Go through the lines below and copy each one that holds the string "PageSummary".

------------------------

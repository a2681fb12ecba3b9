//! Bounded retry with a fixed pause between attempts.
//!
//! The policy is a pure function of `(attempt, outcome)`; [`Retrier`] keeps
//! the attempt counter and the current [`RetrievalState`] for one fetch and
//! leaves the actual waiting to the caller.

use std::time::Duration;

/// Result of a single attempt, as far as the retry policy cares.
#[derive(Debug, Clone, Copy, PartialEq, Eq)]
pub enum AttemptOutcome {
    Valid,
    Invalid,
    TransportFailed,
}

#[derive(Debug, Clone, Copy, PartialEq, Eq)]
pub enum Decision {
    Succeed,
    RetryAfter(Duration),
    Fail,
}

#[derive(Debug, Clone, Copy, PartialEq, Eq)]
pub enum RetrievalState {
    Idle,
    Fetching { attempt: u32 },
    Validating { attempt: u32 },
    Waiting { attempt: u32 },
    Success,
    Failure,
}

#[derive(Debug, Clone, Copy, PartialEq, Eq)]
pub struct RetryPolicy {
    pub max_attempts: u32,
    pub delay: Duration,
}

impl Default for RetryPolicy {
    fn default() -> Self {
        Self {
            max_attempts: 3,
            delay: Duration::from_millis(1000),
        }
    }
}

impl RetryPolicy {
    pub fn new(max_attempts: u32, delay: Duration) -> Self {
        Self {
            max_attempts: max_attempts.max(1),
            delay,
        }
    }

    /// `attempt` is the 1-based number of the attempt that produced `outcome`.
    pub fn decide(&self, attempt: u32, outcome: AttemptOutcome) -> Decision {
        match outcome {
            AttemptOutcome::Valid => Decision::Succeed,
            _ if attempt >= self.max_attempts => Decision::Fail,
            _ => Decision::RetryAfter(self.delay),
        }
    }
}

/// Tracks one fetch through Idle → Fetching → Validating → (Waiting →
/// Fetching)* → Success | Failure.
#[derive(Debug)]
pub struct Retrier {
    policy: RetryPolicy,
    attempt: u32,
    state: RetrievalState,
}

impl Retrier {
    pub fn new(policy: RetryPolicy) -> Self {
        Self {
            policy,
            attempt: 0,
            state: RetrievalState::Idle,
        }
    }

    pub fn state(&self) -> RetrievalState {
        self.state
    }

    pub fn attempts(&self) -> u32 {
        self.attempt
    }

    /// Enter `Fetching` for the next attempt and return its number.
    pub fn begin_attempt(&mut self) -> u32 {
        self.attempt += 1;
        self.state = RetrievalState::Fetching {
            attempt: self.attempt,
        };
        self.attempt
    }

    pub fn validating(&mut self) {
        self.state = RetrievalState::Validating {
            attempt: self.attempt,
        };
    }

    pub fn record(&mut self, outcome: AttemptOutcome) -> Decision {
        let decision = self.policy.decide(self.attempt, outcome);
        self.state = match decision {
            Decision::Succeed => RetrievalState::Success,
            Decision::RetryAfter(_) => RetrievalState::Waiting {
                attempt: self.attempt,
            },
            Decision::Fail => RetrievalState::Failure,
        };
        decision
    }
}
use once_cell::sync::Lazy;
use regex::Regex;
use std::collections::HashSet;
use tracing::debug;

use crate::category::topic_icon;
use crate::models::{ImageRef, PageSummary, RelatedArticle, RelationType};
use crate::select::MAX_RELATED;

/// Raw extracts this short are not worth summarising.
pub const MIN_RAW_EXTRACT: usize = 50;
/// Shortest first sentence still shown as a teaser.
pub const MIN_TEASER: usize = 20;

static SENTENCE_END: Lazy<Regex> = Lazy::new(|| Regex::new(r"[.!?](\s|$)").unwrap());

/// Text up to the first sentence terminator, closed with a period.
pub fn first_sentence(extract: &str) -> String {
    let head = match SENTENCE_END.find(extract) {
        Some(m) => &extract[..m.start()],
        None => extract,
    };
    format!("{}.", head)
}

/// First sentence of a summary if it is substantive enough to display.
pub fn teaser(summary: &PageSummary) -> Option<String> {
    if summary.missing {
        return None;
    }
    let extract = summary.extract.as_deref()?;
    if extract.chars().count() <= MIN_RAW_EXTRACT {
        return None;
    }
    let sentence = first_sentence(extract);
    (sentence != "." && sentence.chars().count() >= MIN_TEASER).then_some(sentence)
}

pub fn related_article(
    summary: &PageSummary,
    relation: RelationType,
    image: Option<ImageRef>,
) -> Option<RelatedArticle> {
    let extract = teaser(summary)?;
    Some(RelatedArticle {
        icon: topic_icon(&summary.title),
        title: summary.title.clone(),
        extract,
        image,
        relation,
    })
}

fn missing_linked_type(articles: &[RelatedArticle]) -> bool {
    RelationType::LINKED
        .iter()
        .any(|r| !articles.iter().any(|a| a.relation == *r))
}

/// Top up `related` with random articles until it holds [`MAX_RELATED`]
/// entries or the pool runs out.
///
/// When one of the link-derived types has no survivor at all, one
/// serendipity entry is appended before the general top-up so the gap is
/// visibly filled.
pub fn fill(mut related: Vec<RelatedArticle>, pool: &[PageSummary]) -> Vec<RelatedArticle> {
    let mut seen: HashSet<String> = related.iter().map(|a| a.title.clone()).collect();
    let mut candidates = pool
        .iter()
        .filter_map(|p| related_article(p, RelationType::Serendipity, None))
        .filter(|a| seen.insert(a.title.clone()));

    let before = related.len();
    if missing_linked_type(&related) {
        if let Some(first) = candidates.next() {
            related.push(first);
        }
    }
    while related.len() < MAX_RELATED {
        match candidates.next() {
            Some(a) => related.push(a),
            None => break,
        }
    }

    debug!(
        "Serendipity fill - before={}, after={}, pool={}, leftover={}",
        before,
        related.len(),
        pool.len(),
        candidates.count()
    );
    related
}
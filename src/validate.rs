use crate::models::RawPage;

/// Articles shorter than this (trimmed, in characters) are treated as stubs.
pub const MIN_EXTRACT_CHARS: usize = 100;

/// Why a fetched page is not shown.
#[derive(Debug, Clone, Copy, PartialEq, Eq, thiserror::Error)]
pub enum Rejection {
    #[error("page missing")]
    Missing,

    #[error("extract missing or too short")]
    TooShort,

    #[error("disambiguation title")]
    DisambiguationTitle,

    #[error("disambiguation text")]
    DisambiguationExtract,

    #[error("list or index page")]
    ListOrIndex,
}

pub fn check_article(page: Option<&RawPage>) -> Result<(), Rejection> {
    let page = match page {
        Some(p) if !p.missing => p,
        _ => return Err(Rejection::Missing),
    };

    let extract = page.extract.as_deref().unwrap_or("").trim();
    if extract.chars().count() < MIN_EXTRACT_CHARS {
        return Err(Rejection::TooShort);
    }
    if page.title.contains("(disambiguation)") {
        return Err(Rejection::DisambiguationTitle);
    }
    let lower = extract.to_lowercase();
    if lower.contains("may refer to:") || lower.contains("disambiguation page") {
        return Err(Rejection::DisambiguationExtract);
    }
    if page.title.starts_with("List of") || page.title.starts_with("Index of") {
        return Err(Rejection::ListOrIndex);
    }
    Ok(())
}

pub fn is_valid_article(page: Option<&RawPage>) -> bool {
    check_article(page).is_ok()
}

------------------------

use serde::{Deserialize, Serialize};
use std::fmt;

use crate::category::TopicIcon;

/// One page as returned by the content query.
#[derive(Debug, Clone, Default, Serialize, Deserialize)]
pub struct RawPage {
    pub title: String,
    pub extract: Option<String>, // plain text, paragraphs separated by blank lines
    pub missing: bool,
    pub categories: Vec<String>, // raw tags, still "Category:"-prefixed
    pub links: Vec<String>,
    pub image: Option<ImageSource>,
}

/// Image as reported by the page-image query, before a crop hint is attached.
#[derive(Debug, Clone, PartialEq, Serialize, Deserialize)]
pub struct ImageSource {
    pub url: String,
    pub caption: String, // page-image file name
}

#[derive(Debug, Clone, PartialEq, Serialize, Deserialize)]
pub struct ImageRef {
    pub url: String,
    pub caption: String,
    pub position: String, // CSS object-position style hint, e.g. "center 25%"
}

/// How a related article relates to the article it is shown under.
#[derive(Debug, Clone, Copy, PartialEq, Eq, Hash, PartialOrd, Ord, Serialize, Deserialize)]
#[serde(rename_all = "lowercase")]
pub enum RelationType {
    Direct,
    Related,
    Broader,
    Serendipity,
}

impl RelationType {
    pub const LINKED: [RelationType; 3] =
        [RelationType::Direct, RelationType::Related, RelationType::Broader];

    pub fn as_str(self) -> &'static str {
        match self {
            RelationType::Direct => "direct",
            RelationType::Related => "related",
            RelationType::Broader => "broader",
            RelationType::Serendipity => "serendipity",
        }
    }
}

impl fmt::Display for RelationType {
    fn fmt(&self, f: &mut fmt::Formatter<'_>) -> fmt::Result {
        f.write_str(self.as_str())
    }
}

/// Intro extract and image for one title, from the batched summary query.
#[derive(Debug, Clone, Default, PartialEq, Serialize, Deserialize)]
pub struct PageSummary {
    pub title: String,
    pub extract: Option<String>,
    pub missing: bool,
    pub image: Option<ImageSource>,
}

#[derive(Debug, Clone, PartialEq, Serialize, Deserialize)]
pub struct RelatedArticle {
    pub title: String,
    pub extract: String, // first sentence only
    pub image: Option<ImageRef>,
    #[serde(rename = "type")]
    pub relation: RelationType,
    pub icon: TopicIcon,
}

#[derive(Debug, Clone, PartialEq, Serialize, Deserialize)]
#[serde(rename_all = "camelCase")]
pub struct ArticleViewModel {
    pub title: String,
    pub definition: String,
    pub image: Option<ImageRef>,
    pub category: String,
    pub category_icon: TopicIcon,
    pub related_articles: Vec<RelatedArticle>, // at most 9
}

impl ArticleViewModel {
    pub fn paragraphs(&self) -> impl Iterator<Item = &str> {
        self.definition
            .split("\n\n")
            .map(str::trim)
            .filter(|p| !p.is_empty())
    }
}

------------------------

● RESULT OF THIS EXERCISE
use crate::models::{ImageRef, PageSummary, RelatedArticle, RelationType};
pub fn teaser(summary: &PageSummary) -> Option<String> {
    summary: &PageSummary,
pub fn fill(mut related: Vec<RelatedArticle>, pool: &[PageSummary]) -> Vec<RelatedArticle> {
pub struct PageSummary {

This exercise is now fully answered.